The truth, in this case, is that there are members in the opposition who are willing to accept the overriding clause and have even spoken of the conditions for their doing so: increasing the majority required by the Knesset to reenact a canceled law from 61MKs to 65 or 70 MKs and that must include a certain number of opposition MKs.
So far, the opposition has avoided placing such a proposal on the Knesset table because neither Justice Minister Yariv Levin nor chairperson of the Constitution, Law and Justice Committee Simcha Rothman are willing to discuss this option. At most, they would enable the opposition to propose their own bill on the subject but turn the proceedings in the committee into a farce. My own inclination would be to present a counter proposal on this issue, even though there is no chance that the coalition will consider it seriously.

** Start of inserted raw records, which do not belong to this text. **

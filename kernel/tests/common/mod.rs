//! Shared helpers for the end-to-end tests.
//!
//! User programs are not real machine code here: the scripted processor
//! decides what to do by reading a program id from the first code word.

#![allow(dead_code)]

use std::sync::Arc;

use simos_kernel::Kernel;
use simos_kernel::fs::noff::{NOFF_HEADER_SIZE, NoffHeader, Segment};
use simos_kernel::machine::{ARG_REG_BASE, RESULT_REG};
use simos_kernel::memory::VirtAddr;
use simos_kernel::syscall::{Flow, handle_syscall};

pub fn init_logging() {
    klog::init_with_level(log::LevelFilter::Warn);
}

/// A NOFF image whose code starts with `id` and is `code_len` bytes long.
pub fn program(id: i32, code_len: usize) -> Vec<u8> {
    assert!(code_len >= 4);
    let header = NoffHeader::new(
        Segment::new(0, NOFF_HEADER_SIZE as u32, code_len as u32),
        Segment::default(),
        Segment::default(),
        Segment::new(code_len as u32, 0, 64),
    );
    let mut image = header.to_bytes().to_vec();
    image.extend_from_slice(&id.to_le_bytes());
    image.resize(NOFF_HEADER_SIZE + code_len, 0);
    image
}

/// Id of the program running on this context.
pub fn program_id(k: &Arc<Kernel>) -> i32 {
    k.machine().read_mem(VirtAddr::new(0), 4).unwrap()
}

/// Trap into the kernel with `code` and `args`; returns the flow and
/// register 2 afterwards.
pub fn trap(k: &Arc<Kernel>, code: i32, args: &[i32]) -> (Flow, i32) {
    let m = k.machine();
    m.write_register(RESULT_REG, code);
    for (i, &a) in args.iter().enumerate() {
        m.write_register(ARG_REG_BASE + i, a);
    }
    let flow = handle_syscall(k);
    (flow, m.read_register(RESULT_REG))
}
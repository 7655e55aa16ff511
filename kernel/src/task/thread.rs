//! Kernel threads: the execution contexts the scheduler moves between
//! running, ready and blocked.
//!
//! Each kernel thread is hosted on its own host thread. Only the blocking
//! protocol matters to the kernel: a thread gives up its atomicity guard and
//! sleeps in [`KThread::sleep`], and stays asleep until some other context
//! passes it to [`scheduler::ready_to_run`](super::scheduler::ready_to_run).

use std::cell::RefCell;
use std::sync::Arc;
use std::sync::atomic::{AtomicBool, AtomicU64, Ordering};
use std::thread::{JoinHandle, Thread};

use spin::Once;

use crate::machine::{Machine, NUM_TOTAL_REGS};
use crate::sync::spinlock::{SpinLock, SpinLockGuard};
use crate::userprog::addrspace::AddrSpace;

// ── Thread identifiers ──────────────────────────────────────────

/// Monotonically increasing thread id counter. Id 0 means "nobody".
static NEXT_TID: AtomicU64 = AtomicU64::new(1);

fn alloc_tid() -> u64 {
    NEXT_TID.fetch_add(1, Ordering::Relaxed)
}

// ── Thread state ────────────────────────────────────────────────

/// The possible states of a kernel thread.
#[derive(Debug, Clone, Copy, PartialEq, Eq)]
pub enum ThreadStatus {
    /// Created, not started yet.
    JustCreated,
    /// Currently executing.
    Running,
    /// Runnable, waiting for the core.
    Ready,
    /// Asleep on a semaphore queue.
    Blocked,
    /// Body returned; awaiting cleanup.
    Finished,
}

thread_local! {
    /// The kernel thread bound to this host thread.
    static CURRENT: RefCell<Option<Arc<KThread>>> = const { RefCell::new(None) };
}

/// A kernel thread control block.
pub struct KThread {
    id: u64,
    name: String,
    status: SpinLock<ThreadStatus>,
    /// Host thread to unpark when made ready.
    host: Once<Thread>,
    /// Set by `ready_to_run`, consumed by `sleep`.
    wakeup: AtomicBool,
    /// User-mode registers saved while the thread is not on the machine.
    user_registers: SpinLock<[i32; NUM_TOTAL_REGS]>,
    /// The address space this thread runs user code in, if any.
    space: SpinLock<Option<AddrSpace>>,
}

impl KThread {
    /// Create a thread control block. Nothing runs until [`KThread::fork`].
    pub fn new(name: &str) -> Arc<Self> {
        Arc::new(Self {
            id: alloc_tid(),
            name: String::from(name),
            status: SpinLock::new(ThreadStatus::JustCreated),
            host: Once::new(),
            wakeup: AtomicBool::new(false),
            user_registers: SpinLock::new([0; NUM_TOTAL_REGS]),
            space: SpinLock::new(None),
        })
    }

    /// The kernel thread running on the calling host thread.
    ///
    /// A host thread that was not started through `fork` (the bootstrap
    /// thread, a test harness thread) gets a "main" control block on first
    /// use.
    pub fn current() -> Arc<KThread> {
        CURRENT.with(|slot| {
            let mut slot = slot.borrow_mut();
            if let Some(thread) = slot.as_ref() {
                return Arc::clone(thread);
            }
            let thread = KThread::new("main");
            thread.bind_host();
            *thread.status.lock() = ThreadStatus::Running;
            *slot = Some(Arc::clone(&thread));
            thread
        })
    }

    pub fn id(&self) -> u64 {
        self.id
    }

    pub fn name(&self) -> &str {
        &self.name
    }

    pub fn status(&self) -> ThreadStatus {
        *self.status.lock()
    }

    pub(crate) fn set_status(&self, status: ThreadStatus) {
        *self.status.lock() = status;
    }

    /// Is this the thread executing the caller?
    pub fn is_current(&self) -> bool {
        KThread::current().id == self.id
    }

    fn bind_host(&self) {
        self.host.call_once(std::thread::current);
    }

    /// Start the thread running `body`.
    ///
    /// The returned handle lets hosting code wait for the body to finish;
    /// the kernel itself never joins host threads.
    pub fn fork<F>(self: &Arc<Self>, body: F) -> JoinHandle<()>
    where
        F: FnOnce() + Send + 'static,
    {
        let thread = Arc::clone(self);
        self.set_status(ThreadStatus::Ready);
        log::debug!("forking thread '{}' (tid {})", self.name, self.id);

        std::thread::Builder::new()
            .name(self.name.clone())
            .spawn(move || {
                thread.bind_host();
                CURRENT.with(|slot| *slot.borrow_mut() = Some(Arc::clone(&thread)));
                thread.set_status(ThreadStatus::Running);
                body();
                thread.finish();
            })
            .unwrap_or_else(|e| panic!("failed to start kernel thread '{}': {}", self.name, e))
    }

    /// Mark the thread finished and release its address space.
    fn finish(&self) {
        // Take the space out first: dropping it frees frames and must not
        // happen under our own guard.
        let space = self.space.lock().take();
        drop(space);
        self.set_status(ThreadStatus::Finished);
        log::debug!("thread '{}' (tid {}) finished", self.name, self.id);
    }

    /// Relinquish the core to any other runnable thread.
    pub fn yield_cpu(&self) {
        std::thread::yield_now();
    }

    /// Put the calling thread to sleep.
    ///
    /// `guard` is the atomicity guard under which the caller queued itself
    /// somewhere `ready_to_run` will find it. The guard is released, the
    /// thread blocks until made ready, and the same lock is re-taken before
    /// returning.
    pub fn sleep<'a, T>(&self, guard: SpinLockGuard<'a, T>) -> SpinLockGuard<'a, T> {
        debug_assert!(self.is_current(), "only the running thread can put itself to sleep");
        let lock = SpinLockGuard::spinlock(&guard);

        self.set_status(ThreadStatus::Blocked);
        drop(guard);

        // Host wakeups without a matching `ready_to_run` are absorbed here.
        while !self.wakeup.swap(false, Ordering::Acquire) {
            std::thread::park();
        }

        self.set_status(ThreadStatus::Running);
        lock.lock()
    }

    /// Make the thread runnable. Called by the scheduler only.
    pub(crate) fn wake(&self) {
        self.wakeup.store(true, Ordering::Release);
        if let Some(host) = self.host.get() {
            host.unpark();
        }
    }

    // ── User-mode state ─────────────────────────────────────────

    /// Save the machine's user registers into this thread.
    pub fn save_user_state(&self, machine: &Machine) {
        let mut regs = self.user_registers.lock();
        for (i, reg) in regs.iter_mut().enumerate() {
            *reg = machine.read_register(i);
        }
    }

    /// Load this thread's saved user registers into the machine.
    pub fn restore_user_state(&self, machine: &Machine) {
        let regs = self.user_registers.lock();
        for (i, reg) in regs.iter().enumerate() {
            machine.write_register(i, *reg);
        }
    }

    pub fn read_user_register(&self, index: usize) -> i32 {
        self.user_registers.lock()[index]
    }

    pub fn write_user_register(&self, index: usize, value: i32) {
        self.user_registers.lock()[index] = value;
    }

    // ── Address space ───────────────────────────────────────────

    /// Borrow the thread's address space slot.
    pub fn space(&self) -> SpinLockGuard<'_, Option<AddrSpace>> {
        self.space.lock()
    }

    /// Install an address space, returning the one it replaces.
    ///
    /// The caller drops the old space outside of any guard.
    pub fn set_space(&self, space: AddrSpace) -> Option<AddrSpace> {
        self.space.lock().replace(space)
    }

    /// Detach the thread's address space.
    pub fn take_space(&self) -> Option<AddrSpace> {
        self.space.lock().take()
    }

    /// Pid of the process this thread runs, if it has an address space.
    pub fn pid(&self) -> Option<usize> {
        self.space.lock().as_ref().map(AddrSpace::pid)
    }
}

impl core::fmt::Debug for KThread {
    fn fmt(&self, f: &mut core::fmt::Formatter<'_>) -> core::fmt::Result {
        f.debug_struct("KThread")
            .field("id", &self.id)
            .field("name", &self.name)
            .finish()
    }
}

Finally, a word about one of the most important reforms required in the Israeli legal system that isn’t mentioned by the government at all, nor by the opposition: the fact that legal proceedings in Israel are on average much longer and drawn out than in any other democratic state. It is not only the fault of the judiciary but frequently the result of delay tactics used by defense attorneys.
However, those who suffer most from this situation are the general public, who must frequently wait for many years before justice is done, if at all. I believe that this issue is much more important and urgent than most of the issues currently on the agenda.
The writer worked in the Knesset for many years as a researcher and has published extensively both journalistic and academic articles on current affairs and Israeli politics. Her most recent book, Israel’s Knesset Members – A Comparative Study of an Undefined Job, is published by Routledge.